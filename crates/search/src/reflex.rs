//! One-ply reflex agent.
//!
//! Looks at each legal pacman move in isolation, scores the resulting
//! position with [`reflex_score`] and picks randomly among the best moves.

use crate::evaluator::reflex_score;
use log::warn;
use pacsearch_core::{PacmanView, Position, Result, SearchError, MAXIMIZER};
use rand::seq::SliceRandom;
use rand::Rng;

/// A non-adversarial agent that never searches past its own move.
pub struct ReflexAgent<R: Rng> {
    rng: R,
}

impl<R: Rng> ReflexAgent<R> {
    /// Create a reflex agent that breaks ties with `rng`.
    pub fn new(rng: R) -> Self {
        Self { rng }
    }

    /// Choose pacman's next move.
    ///
    /// Stop is dropped whenever another move exists.
    ///
    /// # Errors
    /// Returns `SearchError::NoLegalActions` if pacman cannot move at all.
    pub fn choose_action<P: PacmanView>(&mut self, position: &P) -> Result<P::Action> {
        let mut actions = position.legal_actions(MAXIMIZER);
        if actions.is_empty() {
            warn!("reflex agent has no legal actions");
            return Err(SearchError::NoLegalActions {
                agent: MAXIMIZER,
                depth: 0,
            });
        }
        if actions.len() > 1 {
            if let Some(stop) = actions.iter().position(|a| position.is_stop(a)) {
                actions.remove(stop);
            }
        }

        let scores: Vec<f64> = actions
            .iter()
            .map(|action| reflex_score(position, &position.successor(MAXIMIZER, action)))
            .collect();
        let best = scores.iter().copied().fold(f64::NEG_INFINITY, f64::max);
        let best_indices: Vec<usize> = (0..scores.len()).filter(|&i| scores[i] == best).collect();

        let chosen = best_indices.choose(&mut self.rng).copied().unwrap_or(0);
        Ok(actions.swap_remove(chosen))
    }
}
use thiserror::Error;

/// Errors that can occur while configuring or running a search
#[derive(Error, Debug, Clone, PartialEq)]
pub enum SearchError {
    #[error("agent {agent} has no legal actions at depth {depth}")]
    NoLegalActions { agent: usize, depth: usize },

    #[error("depth limit must be at least 1, got {0}")]
    InvalidDepth(usize),

    #[error("Unknown evaluator: {0}")]
    UnknownEvaluator(String),

    #[error("Unknown search algorithm: {0}")]
    UnknownAlgorithm(String),

    #[error("agent {0} is not the maximizer; only agent 0 can choose an action")]
    NotMaximizer(usize),

    #[error("Invalid configuration: {0}")]
    InvalidConfig(String),
}

/// Convenience Result type for search operations
pub type Result<T> = std::result::Result<T, SearchError>;
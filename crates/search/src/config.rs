//! Search configuration parameters.
//!
//! Defaults match the classic assignment agents: score evaluator, depth 2.

use crate::evaluator::EvaluatorKind;
use pacsearch_core::{Result, SearchError};
use serde::{Deserialize, Serialize};
use std::fmt;
use std::str::FromStr;

/// Which aggregation rule the searcher uses for non-maximizing agents.
#[derive(Clone, Copy, Debug, PartialEq, Eq, Hash, Serialize, Deserialize)]
#[serde(rename_all = "lowercase", try_from = "String")]
pub enum Algorithm {
    /// Worst-case search over every agent.
    Minimax,
    /// Minimax with alpha-beta pruning.
    AlphaBeta,
    /// Other agents pick uniformly at random.
    Expectimax,
}

impl Algorithm {
    /// Whether alpha/beta bounds are tracked and used to cut siblings.
    pub fn prunes(self) -> bool {
        matches!(self, Algorithm::AlphaBeta)
    }

    pub fn name(self) -> &'static str {
        match self {
            Algorithm::Minimax => "minimax",
            Algorithm::AlphaBeta => "alphabeta",
            Algorithm::Expectimax => "expectimax",
        }
    }
}

impl fmt::Display for Algorithm {
    fn fmt(&self, f: &mut fmt::Formatter<'_>) -> fmt::Result {
        f.write_str(self.name())
    }
}

impl FromStr for Algorithm {
    type Err = SearchError;

    fn from_str(s: &str) -> Result<Self> {
        match s.to_ascii_lowercase().as_str() {
            "minimax" => Ok(Algorithm::Minimax),
            "alphabeta" | "alpha-beta" | "alpha_beta" => Ok(Algorithm::AlphaBeta),
            "expectimax" => Ok(Algorithm::Expectimax),
            _ => Err(SearchError::UnknownAlgorithm(s.to_string())),
        }
    }
}

impl TryFrom<String> for Algorithm {
    type Error = SearchError;

    fn try_from(value: String) -> Result<Self> {
        value.parse()
    }
}

/// Searcher configuration.
#[derive(Clone, Debug, PartialEq, Serialize, Deserialize)]
#[serde(default)]
pub struct SearchConfig {
    /// Depth limit in full ply (every agent moves once per ply).
    pub depth: usize,

    /// Leaf and terminal evaluator.
    pub evaluator: EvaluatorKind,

    /// Aggregation rule.
    pub algorithm: Algorithm,

    /// Evaluate the root's children on the rayon pool.
    /// Ignored by alpha-beta, which needs sequential bounds.
    pub parallel_root: bool,
}

impl Default for SearchConfig {
    fn default() -> Self {
        Self {
            depth: 2,
            evaluator: EvaluatorKind::Score,
            algorithm: Algorithm::Minimax,
            parallel_root: false,
        }
    }
}

impl SearchConfig {
    /// Default config with the given depth limit.
    pub fn with_depth(depth: usize) -> Self {
        Self {
            depth,
            ..Default::default()
        }
    }

    /// Default config for the given algorithm.
    pub fn for_algorithm(algorithm: Algorithm) -> Self {
        Self {
            algorithm,
            ..Default::default()
        }
    }

    /// Build a config from textual arguments, as an agent harness passes them.
    ///
    /// # Errors
    /// Returns an error for an unknown algorithm or evaluator name, a depth
    /// that is not an integer, or a depth of zero.
    pub fn from_args(algorithm: &str, evaluator: &str, depth: &str) -> Result<Self> {
        let depth = depth
            .trim()
            .parse::<usize>()
            .map_err(|e| SearchError::InvalidConfig(format!("depth {:?}: {}", depth, e)))?;
        let config = Self {
            depth,
            evaluator: evaluator.parse()?,
            algorithm: algorithm.parse()?,
            parallel_root: false,
        };
        config.validate()?;
        Ok(config)
    }

    /// Parse a JSON config; missing fields take their default values.
    pub fn from_json(json: &str) -> Result<Self> {
        let config: Self =
            serde_json::from_str(json).map_err(|e| SearchError::InvalidConfig(e.to_string()))?;
        config.validate()?;
        Ok(config)
    }

    /// Reject settings the searcher cannot run with.
    pub fn validate(&self) -> Result<()> {
        if self.depth == 0 {
            return Err(SearchError::InvalidDepth(self.depth));
        }
        Ok(())
    }
}

#[cfg(test)]
mod tests {
    use super::*;

    #[test]
    fn test_default_config() {
        let config = SearchConfig::default();
        assert_eq!(config.depth, 2);
        assert_eq!(config.evaluator, EvaluatorKind::Score);
        assert_eq!(config.algorithm, Algorithm::Minimax);
        assert!(!config.parallel_root);
        assert!(config.validate().is_ok());
    }

    #[test]
    fn test_with_depth() {
        let config = SearchConfig::with_depth(4);
        assert_eq!(config.depth, 4);
        assert_eq!(config.algorithm, Algorithm::Minimax);
    }

    #[test]
    fn test_zero_depth_rejected() {
        let config = SearchConfig::with_depth(0);
        assert_eq!(config.validate(), Err(SearchError::InvalidDepth(0)));
    }

    #[test]
    fn test_algorithm_names() {
        assert_eq!("minimax".parse::<Algorithm>(), Ok(Algorithm::Minimax));
        assert_eq!("AlphaBeta".parse::<Algorithm>(), Ok(Algorithm::AlphaBeta));
        assert_eq!("alpha-beta".parse::<Algorithm>(), Ok(Algorithm::AlphaBeta));
        assert_eq!("expectimax".parse::<Algorithm>(), Ok(Algorithm::Expectimax));
        assert!(matches!(
            "negamax".parse::<Algorithm>(),
            Err(SearchError::UnknownAlgorithm(_))
        ));
    }

    #[test]
    fn test_from_args() {
        let config = SearchConfig::from_args("expectimax", "better", "3").unwrap();
        assert_eq!(config.algorithm, Algorithm::Expectimax);
        assert_eq!(config.evaluator, EvaluatorKind::Better);
        assert_eq!(config.depth, 3);

        let config =
            SearchConfig::from_args("minimax", "scoreEvaluationFunction", "2").unwrap();
        assert_eq!(config.evaluator, EvaluatorKind::Score);
    }

    #[test]
    fn test_from_args_errors() {
        assert!(matches!(
            SearchConfig::from_args("minimax", "clever", "2"),
            Err(SearchError::UnknownEvaluator(_))
        ));
        assert!(matches!(
            SearchConfig::from_args("minimax", "score", "two"),
            Err(SearchError::InvalidConfig(_))
        ));
        assert_eq!(
            SearchConfig::from_args("minimax", "score", "0"),
            Err(SearchError::InvalidDepth(0))
        );
    }

    #[test]
    fn test_from_json() {
        let config = SearchConfig::from_json(
            r#"{"depth": 3, "evaluator": "better", "algorithm": "alphabeta"}"#,
        )
        .unwrap();
        assert_eq!(config.depth, 3);
        assert_eq!(config.evaluator, EvaluatorKind::Better);
        assert_eq!(config.algorithm, Algorithm::AlphaBeta);
        assert!(!config.parallel_root);
    }

    #[test]
    fn test_from_json_defaults_and_errors() {
        assert_eq!(SearchConfig::from_json("{}").unwrap(), SearchConfig::default());
        assert!(matches!(
            SearchConfig::from_json(r#"{"evaluator": "clever"}"#),
            Err(SearchError::InvalidConfig(_))
        ));
        assert_eq!(
            SearchConfig::from_json(r#"{"depth": 0}"#),
            Err(SearchError::InvalidDepth(0))
        );
    }

    #[test]
    fn test_json_roundtrip_names() {
        let config = SearchConfig::for_algorithm(Algorithm::AlphaBeta);
        let json = serde_json::to_string(&config).unwrap();
        assert!(json.contains("\"alphabeta\""));
        assert_eq!(SearchConfig::from_json(&json).unwrap(), config);
    }
}
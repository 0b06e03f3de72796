//! Multi-epoch training and inference over prepared stores.
//!
//! [`PreparedData`] wires the stores together: the annotated file builds the
//! vocabularies, is split into training and validation positions, and hands
//! its frozen vocabularies to the inference file. [`TrainingSession`] then
//! alternates a training pass and a validation pass per epoch, and
//! [`predict`] maps the model's argmax ids back to answer strings.

use std::path::{Path, PathBuf};
use std::time::Instant;

use chrono::Local;
use indicatif::ProgressBar;

use crate::batch::{BatchIter, Batcher};
use crate::config::Config;
use crate::dataset::{SampleStore, StoreMode};
use crate::error::{DataError, EpochError, Result, VocabularyError};
use crate::math::argmax_rows;
use crate::metrics::{estimate_completion, format_estimate, EpochMetrics, EpochReport};
use crate::model::{Mode, VqaModel};
use crate::output::MetricsLog;
use crate::runner::{create_progress_bar, EpochRunner};
use crate::split::{split_indices, Split};

/// The annotated store split for training, plus the propagated inference store.
#[derive(Debug)]
pub struct PreparedData {
    pub annotated: SampleStore,
    pub split: Split,
    pub inference: SampleStore,
}

impl PreparedData {
    /// Load both record files named in `config` and index them.
    pub fn from_config(config: &Config) -> Result<Self> {
        let normalizer = config.normalizer();

        let mut annotated = SampleStore::load(
            &config.train_path(),
            &config.train_image_dir(),
            StoreMode::Annotated,
            config.data.answers_per_sample,
        )?
        .with_normalizer(normalizer);
        annotated.build_vocabularies()?;
        tracing::info!(
            "Built vocabularies: {} question tokens, {} answers",
            annotated.question_index().len(),
            annotated.answer_index().len()
        );

        let split = split_indices(
            annotated.len(),
            config.split.train_fraction,
            config.split_policy(),
        )?;

        let mut inference = SampleStore::load(
            &config.test_path(),
            &config.test_image_dir(),
            StoreMode::Inference,
            config.data.answers_per_sample,
        )?;
        inference.propagate_from(&annotated)?;

        Ok(Self {
            annotated,
            split,
            inference,
        })
    }

    /// Persist the frozen answer vocabulary so predicted ids can be decoded later.
    pub fn save_answer_vocabulary(&self, path: &Path) -> Result<()> {
        let vocabulary = self.annotated.answer_index();
        vocabulary.save(path)?;
        tracing::info!(
            path = %path.display(),
            hash = %vocabulary.content_hash(),
            "Answer vocabulary saved"
        );
        Ok(())
    }
}

/// Settings of a multi-epoch run.
#[derive(Debug, Clone)]
pub struct TrainingSession {
    epochs: usize,
    batch_size: usize,
    shuffle_seed: Option<u64>,
    progress: bool,
    metrics_path: Option<PathBuf>,
}

impl TrainingSession {
    /// A session without shuffling, progress bars or metrics file.
    pub fn new(epochs: usize, batch_size: usize) -> Self {
        Self {
            epochs,
            batch_size,
            shuffle_seed: None,
            progress: false,
            metrics_path: None,
        }
    }

    pub fn from_config(config: &Config) -> Self {
        let mut session = Self::new(config.training.epochs, config.training.batch_size)
            .with_progress(config.training.progress_bar)
            .with_metrics_log(config.metrics_path());
        if config.training.shuffle_batches {
            session = session.with_shuffle(config.training.seed);
        }
        session
    }

    /// Reshuffle training batches every epoch.
    pub fn with_shuffle(mut self, seed: u64) -> Self {
        self.shuffle_seed = Some(seed);
        self
    }

    pub fn with_progress(mut self, enabled: bool) -> Self {
        self.progress = enabled;
        self
    }

    /// Append every epoch report to `path` as JSON Lines.
    pub fn with_metrics_log(mut self, path: impl Into<PathBuf>) -> Self {
        self.metrics_path = Some(path.into());
        self
    }

    /// Train on `split.train` and validate on `split.valid` for every epoch.
    ///
    /// Validation is skipped when `split.valid` is empty. The first failing
    /// pass aborts the run; reports of earlier epochs are already logged and
    /// appended to the metrics file.
    pub fn run<M: VqaModel>(
        &self,
        model: &mut M,
        store: &SampleStore,
        split: &Split,
    ) -> std::result::Result<Vec<EpochReport>, EpochError<M::Error>> {
        if self.epochs == 0 {
            return Err(EpochError::InvalidArgument(
                "a session needs at least one epoch".to_string(),
            ));
        }

        let mut train = Batcher::new(store, split.train.clone(), self.batch_size)
            .map_err(|e| EpochError::InvalidArgument(e.to_string()))?;
        if let Some(seed) = self.shuffle_seed {
            train = train.with_shuffle(seed);
        }
        let valid = if split.valid.is_empty() {
            None
        } else {
            Some(
                Batcher::new(store, split.valid.clone(), self.batch_size)
                    .map_err(|e| EpochError::InvalidArgument(e.to_string()))?,
            )
        };

        let mut log = match &self.metrics_path {
            Some(path) => Some(MetricsLog::open(path).map_err(EpochError::Report)?),
            None => None,
        };

        tracing::info!(
            "Training {} epochs: {} train batches, {} valid batches per epoch",
            self.epochs,
            train.num_batches(),
            valid.as_ref().map_or(0, |v| v.num_batches())
        );

        let started_at = Local::now();
        let clock = Instant::now();
        let mut reports = Vec::with_capacity(self.epochs);

        for epoch in 0..self.epochs {
            let train_metrics = self.pass(
                model,
                train.epoch(epoch),
                train.num_batches(),
                Mode::Train,
            )?;
            let valid_metrics = match &valid {
                Some(v) => Some(self.pass(model, v.epoch(0), v.num_batches(), Mode::Eval)?),
                None => None,
            };

            let estimated = estimate_completion(started_at, clock.elapsed(), epoch, self.epochs);
            let report = EpochReport {
                epoch: epoch + 1,
                total_epochs: self.epochs,
                train: train_metrics,
                valid: valid_metrics,
                estimated_end: format_estimate(&estimated),
            };
            tracing::info!("{}", report);

            if let Some(log) = log.as_mut() {
                log.append(&report).map_err(EpochError::Report)?;
            }
            reports.push(report);
        }

        Ok(reports)
    }

    fn pass<M: VqaModel>(
        &self,
        model: &mut M,
        batches: BatchIter<'_>,
        total: usize,
        mode: Mode,
    ) -> std::result::Result<EpochMetrics, EpochError<M::Error>> {
        let bar = if self.progress {
            create_progress_bar(total as u64, &mode.to_string())
        } else {
            ProgressBar::hidden()
        };
        EpochRunner::new().with_progress(bar).run(model, batches, mode)
    }
}

/// Predict one answer string per sample of `store`, in input order.
///
/// The model runs in evaluation mode. Ids outside the answer vocabulary
/// fail with [`VocabularyError::UnknownId`].
pub fn predict<M: VqaModel>(
    model: &mut M,
    store: &SampleStore,
    batch_size: usize,
) -> std::result::Result<Vec<String>, EpochError<M::Error>> {
    if !store.is_indexed() {
        return Err(EpochError::Data(VocabularyError::NotBuilt.into()));
    }
    let batcher = Batcher::sequential(store, batch_size)
        .map_err(|e| EpochError::InvalidArgument(e.to_string()))?;
    let vocabulary = store.answer_index();

    model.set_mode(Mode::Eval);
    let mut answers = Vec::with_capacity(store.len());
    for batch in batcher.epoch(0) {
        let batch = batch?;
        let logits = model.forward(&batch).map_err(EpochError::Model)?;
        if logits.len() != batch.len() {
            return Err(EpochError::InvalidArgument(format!(
                "model returned {} rows for a batch of {}",
                logits.len(),
                batch.len()
            )));
        }
        let ids = argmax_rows(&logits).map_err(|row| {
            EpochError::InvalidArgument(format!("logits row {} has no finite maximum", row))
        })?;
        for id in ids {
            let word = vocabulary
                .resolve(id)
                .map_err(|e| EpochError::Data(DataError::Vocabulary(e)))?;
            answers.push(word.to_string());
        }
    }

    tracing::info!("Predicted {} answers", answers.len());
    Ok(answers)
}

....

Instructions for the task
Above are the records; from them, give again exactly the lines from the one containing "use log::warn;" to the one containing "Create a reflex", both lines included, and nothing more.

Your solution
use log::warn;
use pacsearch_core::{PacmanView, Position, Result, SearchError, MAXIMIZER};
use rand::seq::SliceRandom;
use rand::Rng;

/// A non-adversarial agent that never searches past its own move.
pub struct ReflexAgent<R: Rng> {
    rng: R,
}

impl<R: Rng> ReflexAgent<R> {
    /// Create a reflex agent that breaks ties with `rng`.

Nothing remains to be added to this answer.